Este autor sempre considerou o jornalismo com a forma superior de comunicação. E dentro daquela categoria, a reportagem de guerra ocupa um palco privilegiado.
Esta pequena introdução vem a propósito das recentes reportagens feitas pelos enviados/correspondentes das televisões portuguesas no Médio Oriente e que estão a cobrir o conflito na Faixa de Gaza.
Ontem à noite, o Henrique Cymerman, correspondente da SIC há vários anos na região, voltou a demonstrar porque razão é um dos mais premiados jornalistas no que diz respeito à cobertura de notícias no Médio Oriente.

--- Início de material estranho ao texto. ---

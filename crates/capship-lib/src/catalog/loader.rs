//! CSV loading for the equipment and armor catalogs.
//!
//! Headers are normalized before matching so that minor spelling differences
//! between exports (`Ammo Family`, `ammo_family`, `ammofamily`) are accepted.

use std::collections::{BTreeMap, HashMap};
use std::fs;
use std::io::Read;
use std::path::{Path, PathBuf};

use csv::{ReaderBuilder, StringRecord, Trim};
use tracing::debug;

use crate::error::{Error, Result};
use crate::tech::{TechBase, TechRecord};

use super::armor::{ArmorType, PointsPerTon};
use super::equipment::{EquipmentFlags, EquipmentKind, EquipmentType, MassDriverClass};
use super::ReferenceCatalog;

const EQUIPMENT_COLUMNS: &[(&str, &[&str], bool)] = &[
    ("id", &["id", "internal_name", "internalname", "lookup"], true),
    ("name", &["name", "display_name"], true),
    ("kind", &["kind", "type", "category"], true),
    ("tonnage", &["tonnage", "tons", "weight"], true),
    ("ammo_family", &["ammo_family", "ammofamily", "ammo_type", "ammotype"], false),
    ("long_range", &["long_range", "longrange", "range_long"], false),
    ("shots_per_ton", &["shots_per_ton", "shotsperton", "shots"], false),
    ("crew", &["crew", "crew_required"], false),
    ("mass_driver", &["mass_driver", "massdriver"], false),
    ("flags", &["flags"], false),
    ("tech_base", &["tech_base", "techbase"], false),
    ("intro_year", &["intro_year", "introyear", "year"], false),
    ("unofficial", &["unofficial"], false),
];

const ARMOR_COLUMNS: &[(&str, &[&str], bool)] = &[
    ("id", &["id", "internal_name", "internalname"], true),
    ("name", &["name"], true),
    ("ppt_jump_ship", &["ppt_jump_ship", "ppt_jumpship", "ppt_js"], true),
    ("ppt_war_ship", &["ppt_war_ship", "ppt_warship", "ppt_ws"], true),
    ("ppt_space_station", &["ppt_space_station", "ppt_station", "ppt_ss"], true),
    ("clan_ppt_jump_ship", &["clan_ppt_jump_ship", "clan_ppt_jumpship", "clan_ppt_js"], false),
    ("clan_ppt_war_ship", &["clan_ppt_war_ship", "clan_ppt_warship", "clan_ppt_ws"], false),
    ("clan_ppt_space_station", &["clan_ppt_space_station", "clan_ppt_station", "clan_ppt_ss"], false),
    ("flags", &["flags"], false),
    ("tech_base", &["tech_base", "techbase"], false),
    ("intro_year", &["intro_year", "introyear", "year"], false),
    ("unofficial", &["unofficial"], false),
];

/// Equipment and armor reference data loaded from CSV files.
#[derive(Debug, Clone, Default)]
pub struct Catalog {
    equipment: HashMap<String, EquipmentType>,
    armor: HashMap<String, ArmorType>,
    sources: Vec<PathBuf>,
}

impl Catalog {
    /// Load both catalogs from file paths.
    pub fn from_paths(equipment: &Path, armor: &Path) -> Result<Self> {
        let mut catalog = Self::from_readers(fs::File::open(equipment)?, fs::File::open(armor)?)?;
        catalog.sources = vec![equipment.to_path_buf(), armor.to_path_buf()];
        Ok(catalog)
    }

    /// Load both catalogs from readers (e.g., files or in-memory buffers).
    pub fn from_readers<E: Read, A: Read>(equipment: E, armor: A) -> Result<Self> {
        let equipment = load_equipment(equipment)?;
        let armor = load_armor(armor)?;
        debug!(
            equipment = equipment.len(),
            armor = armor.len(),
            "loaded reference catalog"
        );
        Ok(Self {
            equipment,
            armor,
            sources: Vec::new(),
        })
    }

    /// Build a catalog from already constructed records.
    pub fn from_records(
        equipment: impl IntoIterator<Item = EquipmentType>,
        armor: impl IntoIterator<Item = ArmorType>,
    ) -> Result<Self> {
        let mut catalog = Self::default();
        for record in equipment {
            record.validate()?;
            insert_unique(&mut catalog.equipment, record.id.clone(), record)?;
        }
        for record in armor {
            record.validate()?;
            insert_unique(&mut catalog.armor, record.id.clone(), record)?;
        }
        Ok(catalog)
    }

    /// All equipment records sorted by name.
    pub fn equipment_sorted(&self) -> Vec<&EquipmentType> {
        let mut items: Vec<&EquipmentType> = self.equipment.values().collect();
        items.sort_by(|a, b| a.name.cmp(&b.name));
        items
    }

    /// Paths the catalog was loaded from, if any.
    pub fn source_paths(&self) -> &[PathBuf] {
        &self.sources
    }
}

impl ReferenceCatalog for Catalog {
    fn lookup_equipment(&self, id: &str) -> Option<&EquipmentType> {
        self.equipment.get(&normalize_id(id))
    }

    fn armor_type(&self, id: &str) -> Option<&ArmorType> {
        self.armor.get(&normalize_id(id))
    }

    fn armor_types(&self) -> Vec<&ArmorType> {
        let mut armor: Vec<&ArmorType> = self.armor.values().collect();
        armor.sort_by(|a, b| a.name.cmp(&b.name));
        armor
    }
}

fn insert_unique<T>(map: &mut HashMap<String, T>, id: String, value: T) -> Result<()> {
    let key = normalize_id(&id);
    if map.contains_key(&key) {
        return Err(Error::DuplicateCatalogId { id: key });
    }
    map.insert(key, value);
    Ok(())
}

/// Normalize a catalog id for case-insensitive lookup.
fn normalize_id(id: &str) -> String {
    id.trim().to_lowercase()
}

/// Normalize a header for robust matching.
fn normalize_header(s: &str) -> String {
    s.to_ascii_lowercase()
        .chars()
        .map(|c| if c == ' ' || c == '-' { '_' } else { c })
        .filter(|c| c.is_ascii_alphanumeric() || *c == '_')
        .collect()
}

/// Column positions resolved from a CSV header row.
struct Columns {
    index: BTreeMap<&'static str, usize>,
    kind: &'static str,
}

impl Columns {
    fn resolve(
        headers: &StringRecord,
        wanted: &[(&'static str, &[&str], bool)],
        kind: &'static str,
    ) -> Result<Self> {
        let normalized: Vec<String> = headers.iter().map(normalize_header).collect();
        let mut index = BTreeMap::new();

        for (canon, alts) in wanted.iter().map(|(c, a, _)| (*c, *a)) {
            'outer: for alt in alts {
                let alt_n = normalize_header(alt);
                for (i, h) in normalized.iter().enumerate() {
                    if *h == alt_n {
                        index.insert(canon, i);
                        break 'outer;
                    }
                }
            }
        }

        let missing: Vec<&str> = wanted
            .iter()
            .filter(|(canon, _, required)| *required && !index.contains_key(canon))
            .map(|(canon, _, _)| *canon)
            .collect();
        if !missing.is_empty() {
            return Err(Error::CatalogValidation {
                message: format!(
                    "{kind} catalog missing required columns: {}. Available: {}",
                    missing.join(", "),
                    headers.iter().collect::<Vec<_>>().join(", ")
                ),
            });
        }

        Ok(Self { index, kind })
    }

    fn get<'r>(&self, record: &'r StringRecord, field: &str) -> Option<&'r str> {
        self.index
            .get(field)
            .and_then(|&i| record.get(i))
            .map(str::trim)
            .filter(|s| !s.is_empty())
    }

    fn text(&self, record: &StringRecord, field: &str, row: u64) -> Result<String> {
        self.get(record, field)
            .map(str::to_string)
            .ok_or_else(|| Error::CatalogValidation {
                message: format!("missing {field} for {} at row {row}", self.kind),
            })
    }

    fn number<T>(&self, record: &StringRecord, field: &str, row: u64, default: Option<T>) -> Result<T>
    where
        T: std::str::FromStr,
        T::Err: std::fmt::Display,
    {
        match self.get(record, field) {
            Some(raw) => raw.parse::<T>().map_err(|e| Error::CatalogValidation {
                message: format!("invalid {field} for {} at row {row}: {e}", self.kind),
            }),
            None => default.ok_or_else(|| Error::CatalogValidation {
                message: format!("missing {field} for {} at row {row}", self.kind),
            }),
        }
    }

    fn flag(&self, record: &StringRecord, field: &str) -> bool {
        matches!(
            self.get(record, field).map(str::to_ascii_lowercase).as_deref(),
            Some("1" | "true" | "yes" | "y")
        )
    }

    fn tech(&self, record: &StringRecord, row: u64) -> Result<TechRecord> {
        Ok(TechRecord {
            tech_base: self
                .get(record, "tech_base")
                .map(str::parse::<TechBase>)
                .transpose()?
                .unwrap_or_default(),
            intro_year: self.number(record, "intro_year", row, Some(0))?,
            unofficial: self.flag(record, "unofficial"),
        })
    }
}

fn load_equipment<R: Read>(reader: R) -> Result<HashMap<String, EquipmentType>> {
    let mut csv_reader = ReaderBuilder::new().trim(Trim::Fields).from_reader(reader);
    let headers = csv_reader
        .headers()
        .map_err(|err| Error::CatalogValidation {
            message: format!("failed to read equipment catalog headers: {err}"),
        })?
        .clone();
    let cols = Columns::resolve(&headers, EQUIPMENT_COLUMNS, "equipment")?;

    let mut equipment = HashMap::new();
    for (offset, result) in csv_reader.records().enumerate() {
        // header is line 1
        let row = offset as u64 + 2;
        let record = result.map_err(|e| Error::CatalogValidation {
            message: e.to_string(),
        })?;

        let item = EquipmentType {
            id: cols.text(&record, "id", row)?,
            name: cols.text(&record, "name", row)?,
            kind: cols.text(&record, "kind", row)?.parse::<EquipmentKind>()?,
            tonnage: cols.number(&record, "tonnage", row, None)?,
            ammo_family: cols.get(&record, "ammo_family").map(str::to_ascii_lowercase),
            long_range: cols.number(&record, "long_range", row, Some(0))?,
            shots_per_ton: cols.number(&record, "shots_per_ton", row, Some(0))?,
            crew: cols.number(&record, "crew", row, Some(0))?,
            mass_driver: cols
                .get(&record, "mass_driver")
                .map(str::parse::<MassDriverClass>)
                .transpose()?,
            flags: EquipmentFlags::parse_list(cols.get(&record, "flags").unwrap_or(""))?,
            tech: cols.tech(&record, row)?,
        };
        item.validate()?;
        insert_unique(&mut equipment, item.id.clone(), item)?;
    }

    Ok(equipment)
}

fn load_armor<R: Read>(reader: R) -> Result<HashMap<String, ArmorType>> {
    let mut csv_reader = ReaderBuilder::new().trim(Trim::Fields).from_reader(reader);
    let headers = csv_reader
        .headers()
        .map_err(|err| Error::CatalogValidation {
            message: format!("failed to read armor catalog headers: {err}"),
        })?
        .clone();
    let cols = Columns::resolve(&headers, ARMOR_COLUMNS, "armor")?;

    let mut armor = HashMap::new();
    for (offset, result) in csv_reader.records().enumerate() {
        let row = offset as u64 + 2;
        let record = result.map_err(|e| Error::CatalogValidation {
            message: e.to_string(),
        })?;

        let points_per_ton = PointsPerTon {
            jump_ship: cols.number(&record, "ppt_jump_ship", row, None)?,
            war_ship: cols.number(&record, "ppt_war_ship", row, None)?,
            space_station: cols.number(&record, "ppt_space_station", row, None)?,
        };
        let clan_points_per_ton = match cols.get(&record, "clan_ppt_jump_ship") {
            Some(_) => Some(PointsPerTon {
                jump_ship: cols.number(&record, "clan_ppt_jump_ship", row, None)?,
                war_ship: cols.number(&record, "clan_ppt_war_ship", row, None)?,
                space_station: cols.number(&record, "clan_ppt_space_station", row, None)?,
            }),
            None => None,
        };

        let item = ArmorType {
            id: cols.text(&record, "id", row)?,
            name: cols.text(&record, "name", row)?,
            flags: EquipmentFlags::parse_list(cols.get(&record, "flags").unwrap_or(""))?,
            points_per_ton,
            clan_points_per_ton,
            tech: cols.tech(&record, row)?,
        };
        item.validate()?;
        insert_unique(&mut armor, item.id.clone(), item)?;
    }

    Ok(armor)
}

Na SIC Notícias passou um trabalho de sua autoria de excelente qualidade (ao nível de uma BBC News ou da CNN), no qual se vêem imagens inéditas de militantes do Hamas a preparem todo o tipo de utensílios, desde roupas a rockets. De acordo com Cymerman, as imagens são proveniente de uma cassete que lhe terá chegado às mãos.
Dirá o leitor: assim também eu!!! Mas, na verdade, são precisos muitos anos de trabalho árduo e de investigação e reportagem intensas nos meandros da acção até que o jornalista adquira uma espécie de "propriedade" que atraia a informação que faz notícia.
Cymerman além de atrair a história, procura-a. E é essa simbiose que faz um bom repórter de guerra. Além das imagens do Hamas, já por si fortes em termos de notícia, a reportagem foi reforçada com relatos e informação adicional.